Clyde Common tears up menu rules

The June 2008 article in Esquire starts out provocatively, “Hotel bars are sad places. The anodyne, Cheers-like décor, the conversation-crushing TVs, the grudging service, the uninspired drinks, make you wish you’d taken the red eye.”  And then this, “Clyde Common – in the Ace Hotel in the middle of downtown – breaks the mold.” When I read “Menus as Marketing Tools: Developing a Resort Hotel Restaurant Menu Typology,” by Mohammed Baiomy, et al., Journal of Tourism Restaurant Hospitality 2013, Vol. 2 ─ I couldn’t help but think of Clyde Common’s menu. This restaurant’s picture-less, simple, readable, engaging menu captures their unique offerings and Portland’s zeitgeist effortlessly.
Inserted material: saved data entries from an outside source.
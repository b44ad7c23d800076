//! Tournament results: TSV export and the end-of-tournament summary.

use super::clock::elapsed_between;
use super::controller::EndReason;
use super::state::{PlayerResult, TournamentResult, TournamentState};
use chrono::{DateTime, SecondsFormat, Utc};
use derive_more::{Display, Error};
use std::fmt::Write as _;
use std::path::{Path, PathBuf};
use tracing::{info, instrument};

/// Header row of the results file.
pub const TSV_HEADER: &str = "Timestamp\tPlayerName\tDifficulty\tGameNumber\tResult\tPlayerScore\tComputerScore\tGameDuration\tSessionDuration\n";

/// Renders the results of `state` as TSV, one row per recorded game.
///
/// Scores and session duration are taken at `exported_at` and repeated on
/// every row.
#[instrument(skip(state), fields(player = %state.player_name(), games = state.history().len()))]
pub fn results_tsv(state: &TournamentState, exported_at: DateTime<Utc>) -> String {
    let session_secs = elapsed_between(*state.start_time(), exported_at).as_secs();
    let mut out = String::from(TSV_HEADER);

    for record in state.history() {
        // Writing to a String cannot fail.
        let _ = writeln!(
            out,
            "{}\t{}\t{}\t{}\t{}\t{}\t{}\t{}\t{}",
            record
                .timestamp()
                .to_rfc3339_opts(SecondsFormat::Millis, true),
            state.player_name(),
            state.difficulty(),
            record.game_number(),
            record.result(),
            state.player_wins(),
            state.computer_wins(),
            record.duration_ms() / 1000,
            session_secs,
        );
    }
    out
}

/// File name for an export made at `exported_at`.
///
/// Path separators in the player name are replaced so the file always lands
/// in the chosen directory.
pub fn results_filename(state: &TournamentState, exported_at: DateTime<Utc>) -> String {
    let name: String = state
        .player_name()
        .chars()
        .map(|c| if matches!(c, '/' | '\\') { '_' } else { c })
        .collect();
    format!(
        "bluey_tictactoe_results_{}_{}.tsv",
        name,
        exported_at.format("%Y-%m-%d")
    )
}

/// Writes the TSV export into `dir` and returns the file path.
#[instrument(skip(dir, state), fields(dir = %dir.as_ref().display()))]
pub fn write_results(
    dir: impl AsRef<Path>,
    state: &TournamentState,
    exported_at: DateTime<Utc>,
) -> Result<PathBuf, ExportError> {
    let path = dir.as_ref().join(results_filename(state, exported_at));
    std::fs::write(&path, results_tsv(state, exported_at)).map_err(|e| {
        ExportError::new(format!("Failed to write {}: {}", path.display(), e))
    })?;
    info!(path = %path.display(), "Results exported");
    Ok(path)
}

/// Headline of the results screen.
pub fn result_line(state: &TournamentState, reason: EndReason) -> String {
    if reason == EndReason::TimedOut {
        return "Session timeout! Tournament ended.".to_string();
    }
    match state.standing() {
        TournamentResult::PlayerWins => format!("{} wins the tournament!", state.player_name()),
        TournamentResult::ComputerWins => "Computer wins the tournament!".to_string(),
        TournamentResult::Tie => "Tournament ended in a tie!".to_string(),
    }
}

/// Multi-line text summary of a finished tournament.
pub fn summary(state: &TournamentState, reason: EndReason, ended_at: DateTime<Utc>) -> String {
    let mut out = String::new();
    let _ = writeln!(out, "{}", result_line(state, reason));
    let _ = writeln!(
        out,
        "{}: {} - Computer: {}",
        state.player_name(),
        state.player_wins(),
        state.computer_wins()
    );
    for record in state.history() {
        let winner = match record.result() {
            PlayerResult::Win => state.player_name().as_str(),
            PlayerResult::Loss => "Computer",
            PlayerResult::Draw => "Draw",
        };
        let _ = writeln!(
            out,
            "Game {}: {} ({}s)",
            record.game_number(),
            winner,
            record.duration_ms() / 1000
        );
    }
    let total = elapsed_between(*state.start_time(), ended_at).as_secs();
    let _ = writeln!(out, "Total session time: {}m {}s", total / 60, total % 60);
    let _ = writeln!(out, "Difficulty: {}", state.difficulty().label());
    out
}

/// Export error.
#[derive(Debug, Clone, Display, Error)]
#[display("Export error: {} at {}:{}", message, file, line)]
pub struct ExportError {
    /// Error message.
    pub message: String,
    /// Line number where error occurred.
    pub line: u32,
    /// Source file where error occurred.
    pub file: &'static str,
}

impl ExportError {
    /// Creates a new export error with caller location tracking.
    #[track_caller]
    pub fn new(message: impl Into<String>) -> Self {
        let loc = std::panic::Location::caller();
        Self {
            message: message.into(),
            line: loc.line(),
            file: loc.file(),
        }
    }
}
The restaurant’s branding was created by a hometown firm, Official Mfg. Co. and much of the marketing swims upstream against “best practices,” like putting photos on menus. Clyde Common, snuggled into the Ace Hotel, exemplifies tactical marketing ─ though probably not in the way the authors imagined. This hotel and restaurant put their own twist on the floor stands, bulletin boards, posters, tent cards and the menu clip ons proposed in the article. Descriptions do highlight organic local products, reflect a sense of place, and cater to the local provenance; like “Chicken, potato latkes, date purée, Catalonian chicories, wild mushrooms, fiddlehead ferns.” Sign me up! But Clyde Common bellies up to the bar in such a unique way, it’s hard to really compare. I guess we’re spoiled. Greetings from one of the hippest towns on earth!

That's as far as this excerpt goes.